### Work instruction
The required output is the lines below from the line containing "file in bytes" to the line containing "Optional fields are", inclusive, retyped exactly. No other lines belong in it.
───── Supplied records
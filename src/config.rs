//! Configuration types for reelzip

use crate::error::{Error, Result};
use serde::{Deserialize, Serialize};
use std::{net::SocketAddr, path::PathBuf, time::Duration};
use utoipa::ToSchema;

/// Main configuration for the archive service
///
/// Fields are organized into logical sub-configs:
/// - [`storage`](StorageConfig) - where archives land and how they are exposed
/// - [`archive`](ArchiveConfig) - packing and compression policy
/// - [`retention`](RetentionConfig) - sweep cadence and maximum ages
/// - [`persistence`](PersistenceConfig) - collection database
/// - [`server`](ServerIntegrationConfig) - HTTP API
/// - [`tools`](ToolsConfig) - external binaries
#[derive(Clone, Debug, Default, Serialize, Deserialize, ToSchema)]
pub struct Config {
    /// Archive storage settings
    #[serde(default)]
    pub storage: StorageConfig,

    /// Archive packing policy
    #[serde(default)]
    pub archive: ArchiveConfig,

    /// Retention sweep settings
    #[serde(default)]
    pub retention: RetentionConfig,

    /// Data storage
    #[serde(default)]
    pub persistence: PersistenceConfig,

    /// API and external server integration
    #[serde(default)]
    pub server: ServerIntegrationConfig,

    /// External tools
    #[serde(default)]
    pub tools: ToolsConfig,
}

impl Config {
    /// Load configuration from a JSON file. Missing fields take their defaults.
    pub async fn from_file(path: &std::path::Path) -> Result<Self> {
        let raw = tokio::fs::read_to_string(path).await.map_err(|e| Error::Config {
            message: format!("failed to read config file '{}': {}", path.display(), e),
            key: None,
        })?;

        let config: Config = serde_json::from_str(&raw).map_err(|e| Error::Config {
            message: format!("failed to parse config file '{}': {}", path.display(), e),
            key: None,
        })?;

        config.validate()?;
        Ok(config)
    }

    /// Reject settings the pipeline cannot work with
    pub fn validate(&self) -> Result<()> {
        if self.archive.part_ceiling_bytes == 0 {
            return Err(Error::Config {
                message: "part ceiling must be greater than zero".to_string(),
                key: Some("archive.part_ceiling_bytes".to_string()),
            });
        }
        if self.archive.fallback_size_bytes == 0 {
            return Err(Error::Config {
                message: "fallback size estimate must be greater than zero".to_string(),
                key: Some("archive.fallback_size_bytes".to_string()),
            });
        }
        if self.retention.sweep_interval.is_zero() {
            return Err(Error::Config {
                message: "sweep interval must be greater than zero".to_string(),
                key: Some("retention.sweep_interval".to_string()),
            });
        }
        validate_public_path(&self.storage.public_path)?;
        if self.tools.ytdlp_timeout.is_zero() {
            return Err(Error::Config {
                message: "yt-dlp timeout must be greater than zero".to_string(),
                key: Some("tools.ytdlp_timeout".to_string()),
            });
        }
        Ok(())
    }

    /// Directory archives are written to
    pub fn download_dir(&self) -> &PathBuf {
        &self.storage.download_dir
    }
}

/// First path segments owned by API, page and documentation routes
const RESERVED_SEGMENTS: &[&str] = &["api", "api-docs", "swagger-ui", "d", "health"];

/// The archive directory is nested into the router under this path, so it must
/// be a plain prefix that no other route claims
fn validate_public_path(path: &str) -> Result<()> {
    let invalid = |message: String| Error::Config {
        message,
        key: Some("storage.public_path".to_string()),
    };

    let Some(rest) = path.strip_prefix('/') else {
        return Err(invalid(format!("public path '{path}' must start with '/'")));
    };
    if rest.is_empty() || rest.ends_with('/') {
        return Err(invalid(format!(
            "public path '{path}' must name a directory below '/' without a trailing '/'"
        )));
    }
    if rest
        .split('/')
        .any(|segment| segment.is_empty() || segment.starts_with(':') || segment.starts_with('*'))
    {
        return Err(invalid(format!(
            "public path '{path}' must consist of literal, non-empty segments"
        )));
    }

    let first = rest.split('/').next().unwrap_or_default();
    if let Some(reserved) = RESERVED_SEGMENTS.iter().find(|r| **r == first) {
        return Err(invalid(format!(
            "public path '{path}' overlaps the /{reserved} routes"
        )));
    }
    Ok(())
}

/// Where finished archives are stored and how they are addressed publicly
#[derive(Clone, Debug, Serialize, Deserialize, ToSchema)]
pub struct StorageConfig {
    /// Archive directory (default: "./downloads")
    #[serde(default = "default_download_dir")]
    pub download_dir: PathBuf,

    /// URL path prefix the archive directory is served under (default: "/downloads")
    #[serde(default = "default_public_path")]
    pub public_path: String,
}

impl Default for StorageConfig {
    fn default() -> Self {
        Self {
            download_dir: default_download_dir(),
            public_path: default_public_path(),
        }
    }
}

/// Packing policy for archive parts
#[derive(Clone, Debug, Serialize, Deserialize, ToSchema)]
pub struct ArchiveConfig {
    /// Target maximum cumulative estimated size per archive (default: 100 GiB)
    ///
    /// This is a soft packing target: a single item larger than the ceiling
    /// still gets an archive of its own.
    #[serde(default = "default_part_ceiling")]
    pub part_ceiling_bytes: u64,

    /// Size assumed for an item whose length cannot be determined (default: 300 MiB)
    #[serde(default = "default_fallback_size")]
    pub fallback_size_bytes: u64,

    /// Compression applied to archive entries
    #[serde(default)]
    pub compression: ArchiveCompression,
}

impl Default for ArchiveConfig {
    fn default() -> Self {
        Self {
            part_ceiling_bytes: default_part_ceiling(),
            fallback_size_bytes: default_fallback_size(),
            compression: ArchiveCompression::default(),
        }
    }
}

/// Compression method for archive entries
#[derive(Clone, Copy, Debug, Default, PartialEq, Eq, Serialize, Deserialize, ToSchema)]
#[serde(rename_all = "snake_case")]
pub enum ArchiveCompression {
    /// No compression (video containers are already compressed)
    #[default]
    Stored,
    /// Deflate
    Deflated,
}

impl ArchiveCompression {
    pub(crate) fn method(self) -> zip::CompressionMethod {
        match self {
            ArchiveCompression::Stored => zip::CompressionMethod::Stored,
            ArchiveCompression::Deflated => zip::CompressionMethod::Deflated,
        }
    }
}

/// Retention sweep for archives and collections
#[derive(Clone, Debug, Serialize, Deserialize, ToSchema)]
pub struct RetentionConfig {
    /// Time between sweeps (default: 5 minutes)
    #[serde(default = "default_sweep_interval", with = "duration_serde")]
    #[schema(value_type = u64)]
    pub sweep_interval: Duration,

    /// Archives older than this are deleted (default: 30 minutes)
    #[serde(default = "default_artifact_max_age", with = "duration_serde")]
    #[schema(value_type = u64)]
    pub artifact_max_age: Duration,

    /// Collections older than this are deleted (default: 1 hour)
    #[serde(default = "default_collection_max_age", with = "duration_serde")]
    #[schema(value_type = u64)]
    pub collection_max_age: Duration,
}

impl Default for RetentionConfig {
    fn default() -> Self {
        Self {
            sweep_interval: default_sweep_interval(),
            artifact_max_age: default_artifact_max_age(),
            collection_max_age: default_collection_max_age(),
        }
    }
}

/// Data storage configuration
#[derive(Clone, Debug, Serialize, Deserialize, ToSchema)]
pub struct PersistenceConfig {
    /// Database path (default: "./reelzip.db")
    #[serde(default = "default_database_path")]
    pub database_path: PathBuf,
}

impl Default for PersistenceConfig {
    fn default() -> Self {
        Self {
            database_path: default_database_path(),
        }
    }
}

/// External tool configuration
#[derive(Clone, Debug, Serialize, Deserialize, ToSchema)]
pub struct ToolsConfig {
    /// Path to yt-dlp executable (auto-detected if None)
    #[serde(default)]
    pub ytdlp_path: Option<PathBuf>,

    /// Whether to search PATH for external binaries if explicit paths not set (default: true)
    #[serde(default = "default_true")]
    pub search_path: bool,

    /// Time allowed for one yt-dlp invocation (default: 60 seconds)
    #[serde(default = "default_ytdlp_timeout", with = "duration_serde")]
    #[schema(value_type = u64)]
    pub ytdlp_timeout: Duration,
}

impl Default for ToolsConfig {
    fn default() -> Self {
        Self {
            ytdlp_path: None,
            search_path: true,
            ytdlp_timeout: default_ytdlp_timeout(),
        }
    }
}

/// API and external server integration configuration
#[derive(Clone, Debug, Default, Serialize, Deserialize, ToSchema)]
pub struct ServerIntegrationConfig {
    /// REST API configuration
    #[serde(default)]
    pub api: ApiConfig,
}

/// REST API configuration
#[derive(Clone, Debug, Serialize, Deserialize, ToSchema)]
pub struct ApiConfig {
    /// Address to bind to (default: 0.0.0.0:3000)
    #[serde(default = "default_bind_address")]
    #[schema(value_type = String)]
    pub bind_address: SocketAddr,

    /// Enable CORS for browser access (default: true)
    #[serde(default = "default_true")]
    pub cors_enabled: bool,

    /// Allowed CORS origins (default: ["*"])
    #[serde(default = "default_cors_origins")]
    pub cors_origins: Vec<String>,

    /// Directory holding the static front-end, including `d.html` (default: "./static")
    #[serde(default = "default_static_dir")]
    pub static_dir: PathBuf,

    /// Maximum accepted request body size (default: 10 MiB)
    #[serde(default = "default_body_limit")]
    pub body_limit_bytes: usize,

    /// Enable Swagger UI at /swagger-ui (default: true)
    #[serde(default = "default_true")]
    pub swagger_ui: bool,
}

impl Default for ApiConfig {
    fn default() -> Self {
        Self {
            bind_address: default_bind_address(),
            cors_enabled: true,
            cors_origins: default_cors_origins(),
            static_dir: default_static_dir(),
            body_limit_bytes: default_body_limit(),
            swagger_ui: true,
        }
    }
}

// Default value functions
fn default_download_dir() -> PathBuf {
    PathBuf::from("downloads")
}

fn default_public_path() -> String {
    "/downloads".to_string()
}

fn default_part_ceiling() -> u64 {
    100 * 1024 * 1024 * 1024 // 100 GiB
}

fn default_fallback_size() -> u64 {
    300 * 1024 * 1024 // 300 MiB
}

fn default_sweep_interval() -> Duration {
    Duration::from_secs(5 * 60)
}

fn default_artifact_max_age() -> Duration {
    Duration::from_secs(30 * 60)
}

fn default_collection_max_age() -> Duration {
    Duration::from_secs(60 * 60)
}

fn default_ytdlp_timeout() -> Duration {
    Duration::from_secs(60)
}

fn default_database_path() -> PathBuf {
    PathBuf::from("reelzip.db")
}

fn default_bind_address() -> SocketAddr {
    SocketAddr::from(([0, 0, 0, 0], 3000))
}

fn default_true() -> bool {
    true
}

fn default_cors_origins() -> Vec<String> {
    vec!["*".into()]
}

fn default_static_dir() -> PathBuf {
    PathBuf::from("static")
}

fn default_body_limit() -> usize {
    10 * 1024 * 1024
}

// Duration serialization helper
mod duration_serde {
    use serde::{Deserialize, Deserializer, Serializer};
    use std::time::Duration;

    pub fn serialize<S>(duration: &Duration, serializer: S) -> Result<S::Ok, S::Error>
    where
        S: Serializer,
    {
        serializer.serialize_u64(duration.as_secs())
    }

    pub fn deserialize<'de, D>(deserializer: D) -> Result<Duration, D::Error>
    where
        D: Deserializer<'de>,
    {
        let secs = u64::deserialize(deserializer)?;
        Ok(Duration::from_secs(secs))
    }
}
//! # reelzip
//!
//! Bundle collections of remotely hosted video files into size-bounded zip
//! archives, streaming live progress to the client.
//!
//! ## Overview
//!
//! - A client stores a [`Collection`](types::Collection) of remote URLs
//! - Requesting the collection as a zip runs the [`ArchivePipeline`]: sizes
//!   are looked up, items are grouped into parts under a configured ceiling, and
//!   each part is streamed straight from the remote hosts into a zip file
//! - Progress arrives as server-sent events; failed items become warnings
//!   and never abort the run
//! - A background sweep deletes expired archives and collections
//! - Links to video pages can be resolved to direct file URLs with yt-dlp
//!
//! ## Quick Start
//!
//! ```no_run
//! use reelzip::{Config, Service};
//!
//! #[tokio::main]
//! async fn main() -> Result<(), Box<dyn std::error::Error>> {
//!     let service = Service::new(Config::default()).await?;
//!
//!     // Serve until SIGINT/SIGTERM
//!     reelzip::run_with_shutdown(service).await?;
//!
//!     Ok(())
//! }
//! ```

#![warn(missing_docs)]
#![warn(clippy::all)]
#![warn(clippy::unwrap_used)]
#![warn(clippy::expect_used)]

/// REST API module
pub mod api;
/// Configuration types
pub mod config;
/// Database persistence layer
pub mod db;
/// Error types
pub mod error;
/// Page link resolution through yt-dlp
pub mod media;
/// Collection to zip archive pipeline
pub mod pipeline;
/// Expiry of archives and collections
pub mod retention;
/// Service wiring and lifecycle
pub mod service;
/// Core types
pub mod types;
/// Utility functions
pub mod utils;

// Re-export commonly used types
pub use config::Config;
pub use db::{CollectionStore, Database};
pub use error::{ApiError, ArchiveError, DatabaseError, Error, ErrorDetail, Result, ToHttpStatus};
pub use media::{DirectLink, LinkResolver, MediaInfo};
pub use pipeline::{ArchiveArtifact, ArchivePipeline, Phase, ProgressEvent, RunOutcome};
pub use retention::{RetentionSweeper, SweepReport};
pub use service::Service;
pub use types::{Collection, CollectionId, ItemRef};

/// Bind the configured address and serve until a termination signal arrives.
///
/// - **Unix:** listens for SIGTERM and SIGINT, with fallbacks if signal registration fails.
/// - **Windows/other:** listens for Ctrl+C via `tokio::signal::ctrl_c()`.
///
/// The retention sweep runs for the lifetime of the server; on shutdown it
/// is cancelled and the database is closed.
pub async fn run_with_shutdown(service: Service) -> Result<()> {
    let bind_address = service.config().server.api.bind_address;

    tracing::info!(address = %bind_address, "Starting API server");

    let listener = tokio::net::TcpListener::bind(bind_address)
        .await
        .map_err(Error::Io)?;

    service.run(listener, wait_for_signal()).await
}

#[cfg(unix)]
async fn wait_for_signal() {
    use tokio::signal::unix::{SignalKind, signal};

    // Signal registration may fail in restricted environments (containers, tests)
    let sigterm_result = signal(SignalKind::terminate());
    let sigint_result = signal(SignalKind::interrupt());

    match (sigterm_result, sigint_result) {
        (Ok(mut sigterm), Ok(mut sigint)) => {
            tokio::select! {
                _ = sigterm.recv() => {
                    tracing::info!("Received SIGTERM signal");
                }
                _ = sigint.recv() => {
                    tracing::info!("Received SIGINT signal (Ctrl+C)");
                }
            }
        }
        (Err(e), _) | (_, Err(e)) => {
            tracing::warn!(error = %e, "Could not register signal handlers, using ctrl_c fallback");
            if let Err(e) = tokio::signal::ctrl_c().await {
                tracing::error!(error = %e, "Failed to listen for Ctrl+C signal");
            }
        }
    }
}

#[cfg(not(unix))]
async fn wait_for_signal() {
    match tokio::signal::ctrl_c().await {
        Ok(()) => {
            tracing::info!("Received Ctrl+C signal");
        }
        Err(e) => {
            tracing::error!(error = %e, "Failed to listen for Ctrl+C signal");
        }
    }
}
──────────
───── Supplied records
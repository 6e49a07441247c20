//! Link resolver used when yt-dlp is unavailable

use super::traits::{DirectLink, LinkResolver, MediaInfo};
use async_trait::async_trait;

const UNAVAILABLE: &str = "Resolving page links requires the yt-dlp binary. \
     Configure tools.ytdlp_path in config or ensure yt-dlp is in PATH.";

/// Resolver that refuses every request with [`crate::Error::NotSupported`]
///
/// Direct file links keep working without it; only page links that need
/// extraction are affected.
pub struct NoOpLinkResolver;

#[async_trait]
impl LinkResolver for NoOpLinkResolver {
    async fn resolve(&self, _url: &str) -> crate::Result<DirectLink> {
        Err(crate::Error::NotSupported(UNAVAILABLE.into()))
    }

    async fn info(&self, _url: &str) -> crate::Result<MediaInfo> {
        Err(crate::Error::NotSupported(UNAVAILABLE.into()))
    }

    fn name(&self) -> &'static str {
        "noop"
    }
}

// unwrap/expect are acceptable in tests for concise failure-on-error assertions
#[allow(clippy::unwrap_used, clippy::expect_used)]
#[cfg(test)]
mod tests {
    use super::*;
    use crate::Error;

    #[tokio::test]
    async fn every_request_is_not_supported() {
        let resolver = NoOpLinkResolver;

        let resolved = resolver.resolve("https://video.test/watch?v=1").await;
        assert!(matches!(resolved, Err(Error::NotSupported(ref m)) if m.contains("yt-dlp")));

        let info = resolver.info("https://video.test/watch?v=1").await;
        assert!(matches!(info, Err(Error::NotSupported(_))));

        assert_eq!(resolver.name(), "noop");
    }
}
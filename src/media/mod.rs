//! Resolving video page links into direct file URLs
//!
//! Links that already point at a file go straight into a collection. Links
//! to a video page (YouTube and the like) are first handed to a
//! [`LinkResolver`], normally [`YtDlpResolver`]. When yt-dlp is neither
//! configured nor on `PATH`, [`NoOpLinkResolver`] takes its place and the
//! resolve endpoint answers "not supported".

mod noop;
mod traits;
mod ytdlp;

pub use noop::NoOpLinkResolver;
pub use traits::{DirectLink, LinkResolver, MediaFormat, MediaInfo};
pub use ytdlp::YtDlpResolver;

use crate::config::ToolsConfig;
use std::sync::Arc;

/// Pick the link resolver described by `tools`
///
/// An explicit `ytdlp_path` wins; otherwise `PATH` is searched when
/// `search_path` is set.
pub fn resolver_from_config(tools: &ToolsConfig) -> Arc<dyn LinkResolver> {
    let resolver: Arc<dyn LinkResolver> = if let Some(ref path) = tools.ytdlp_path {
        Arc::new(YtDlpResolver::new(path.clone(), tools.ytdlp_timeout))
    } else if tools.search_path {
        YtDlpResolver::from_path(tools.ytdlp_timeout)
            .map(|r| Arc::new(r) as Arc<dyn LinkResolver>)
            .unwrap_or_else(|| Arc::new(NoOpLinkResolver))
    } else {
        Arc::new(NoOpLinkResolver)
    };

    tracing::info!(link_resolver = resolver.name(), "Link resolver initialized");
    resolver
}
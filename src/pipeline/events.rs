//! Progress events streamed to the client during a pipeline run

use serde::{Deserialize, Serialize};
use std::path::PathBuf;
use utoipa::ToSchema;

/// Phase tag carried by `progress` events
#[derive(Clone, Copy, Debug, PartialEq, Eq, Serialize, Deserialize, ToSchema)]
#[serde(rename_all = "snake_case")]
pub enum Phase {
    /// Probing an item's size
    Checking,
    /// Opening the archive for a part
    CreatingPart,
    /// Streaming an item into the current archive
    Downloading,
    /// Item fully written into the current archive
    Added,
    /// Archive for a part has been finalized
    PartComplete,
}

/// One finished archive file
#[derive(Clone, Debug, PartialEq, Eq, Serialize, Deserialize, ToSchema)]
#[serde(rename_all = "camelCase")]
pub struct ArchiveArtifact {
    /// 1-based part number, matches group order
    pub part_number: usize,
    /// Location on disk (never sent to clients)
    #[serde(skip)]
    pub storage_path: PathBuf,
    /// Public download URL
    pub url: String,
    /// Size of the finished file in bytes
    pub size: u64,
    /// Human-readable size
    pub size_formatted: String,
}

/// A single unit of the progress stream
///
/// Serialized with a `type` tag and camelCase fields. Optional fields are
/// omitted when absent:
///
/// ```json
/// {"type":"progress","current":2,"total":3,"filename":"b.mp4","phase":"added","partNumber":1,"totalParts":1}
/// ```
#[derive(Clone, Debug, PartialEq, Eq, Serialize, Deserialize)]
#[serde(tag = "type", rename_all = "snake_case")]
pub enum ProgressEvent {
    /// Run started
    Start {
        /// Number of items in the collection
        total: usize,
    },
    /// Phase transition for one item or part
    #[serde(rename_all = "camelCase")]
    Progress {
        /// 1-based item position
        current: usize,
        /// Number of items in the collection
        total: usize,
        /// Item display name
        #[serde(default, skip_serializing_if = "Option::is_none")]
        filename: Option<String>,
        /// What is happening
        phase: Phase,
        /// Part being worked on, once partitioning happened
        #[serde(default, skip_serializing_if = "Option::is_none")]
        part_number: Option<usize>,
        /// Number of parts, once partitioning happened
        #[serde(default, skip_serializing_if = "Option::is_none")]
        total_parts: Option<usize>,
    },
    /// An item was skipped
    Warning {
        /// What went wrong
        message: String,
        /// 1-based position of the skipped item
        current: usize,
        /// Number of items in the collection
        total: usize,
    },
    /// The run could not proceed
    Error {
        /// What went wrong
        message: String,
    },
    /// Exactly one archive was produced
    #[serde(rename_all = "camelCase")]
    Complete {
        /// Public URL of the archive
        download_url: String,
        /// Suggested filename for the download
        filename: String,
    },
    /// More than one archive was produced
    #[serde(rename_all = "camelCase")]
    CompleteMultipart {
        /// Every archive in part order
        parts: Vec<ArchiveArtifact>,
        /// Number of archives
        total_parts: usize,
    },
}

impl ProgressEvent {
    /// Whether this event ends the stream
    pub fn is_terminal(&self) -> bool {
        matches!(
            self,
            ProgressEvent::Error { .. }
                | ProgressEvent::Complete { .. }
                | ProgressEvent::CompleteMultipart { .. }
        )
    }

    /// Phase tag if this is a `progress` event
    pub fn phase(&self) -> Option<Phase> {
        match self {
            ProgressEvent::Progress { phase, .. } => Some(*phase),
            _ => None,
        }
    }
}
──────────
───── Supplied records
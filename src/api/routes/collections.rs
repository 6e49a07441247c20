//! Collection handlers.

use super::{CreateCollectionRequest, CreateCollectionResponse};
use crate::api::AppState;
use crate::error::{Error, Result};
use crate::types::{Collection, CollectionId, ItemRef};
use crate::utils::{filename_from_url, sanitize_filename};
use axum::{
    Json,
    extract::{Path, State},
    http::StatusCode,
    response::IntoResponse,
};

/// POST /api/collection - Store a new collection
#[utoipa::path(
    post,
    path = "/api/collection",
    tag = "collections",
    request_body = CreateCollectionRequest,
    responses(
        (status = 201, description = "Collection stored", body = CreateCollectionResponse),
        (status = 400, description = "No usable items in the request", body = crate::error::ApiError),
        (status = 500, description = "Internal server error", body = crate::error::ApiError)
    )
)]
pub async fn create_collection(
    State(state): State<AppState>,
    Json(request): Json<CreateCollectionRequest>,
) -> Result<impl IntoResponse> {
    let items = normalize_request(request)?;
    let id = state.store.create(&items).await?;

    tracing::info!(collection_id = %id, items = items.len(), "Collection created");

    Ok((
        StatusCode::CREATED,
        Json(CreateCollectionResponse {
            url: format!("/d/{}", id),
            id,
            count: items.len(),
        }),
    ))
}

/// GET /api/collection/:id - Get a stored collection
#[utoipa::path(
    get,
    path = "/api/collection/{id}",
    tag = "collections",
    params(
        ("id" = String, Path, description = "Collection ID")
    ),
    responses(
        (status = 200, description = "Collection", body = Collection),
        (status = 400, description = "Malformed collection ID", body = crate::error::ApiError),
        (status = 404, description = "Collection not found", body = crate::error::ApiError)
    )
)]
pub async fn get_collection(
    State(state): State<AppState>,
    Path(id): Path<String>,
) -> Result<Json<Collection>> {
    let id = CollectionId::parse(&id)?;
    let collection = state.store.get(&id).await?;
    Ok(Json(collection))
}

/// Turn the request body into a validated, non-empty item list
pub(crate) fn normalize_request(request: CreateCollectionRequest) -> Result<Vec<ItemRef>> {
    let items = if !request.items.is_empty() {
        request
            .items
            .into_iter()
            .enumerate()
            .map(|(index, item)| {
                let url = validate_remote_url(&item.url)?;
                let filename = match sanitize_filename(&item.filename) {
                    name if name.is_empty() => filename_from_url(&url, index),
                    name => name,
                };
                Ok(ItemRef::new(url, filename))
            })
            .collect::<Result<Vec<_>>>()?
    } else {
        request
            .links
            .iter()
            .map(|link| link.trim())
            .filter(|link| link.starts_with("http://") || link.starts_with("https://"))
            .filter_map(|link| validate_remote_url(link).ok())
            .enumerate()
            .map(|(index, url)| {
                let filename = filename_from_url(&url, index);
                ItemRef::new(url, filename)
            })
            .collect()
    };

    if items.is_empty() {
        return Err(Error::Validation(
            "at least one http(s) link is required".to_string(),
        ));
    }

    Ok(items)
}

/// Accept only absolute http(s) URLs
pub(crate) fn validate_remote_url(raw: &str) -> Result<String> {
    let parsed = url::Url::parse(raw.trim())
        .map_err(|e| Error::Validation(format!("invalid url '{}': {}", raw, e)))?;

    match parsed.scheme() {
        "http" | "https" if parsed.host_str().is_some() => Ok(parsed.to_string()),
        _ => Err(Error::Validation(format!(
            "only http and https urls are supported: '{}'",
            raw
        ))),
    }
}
──────────
### Reply
    /// Size of the finished file in bytes
    pub size: u64,
    /// Human-readable size
    pub size_formatted: String,
}

/// A single unit of the progress stream
///
/// Serialized with a `type` tag and camelCase fields. Optional fields are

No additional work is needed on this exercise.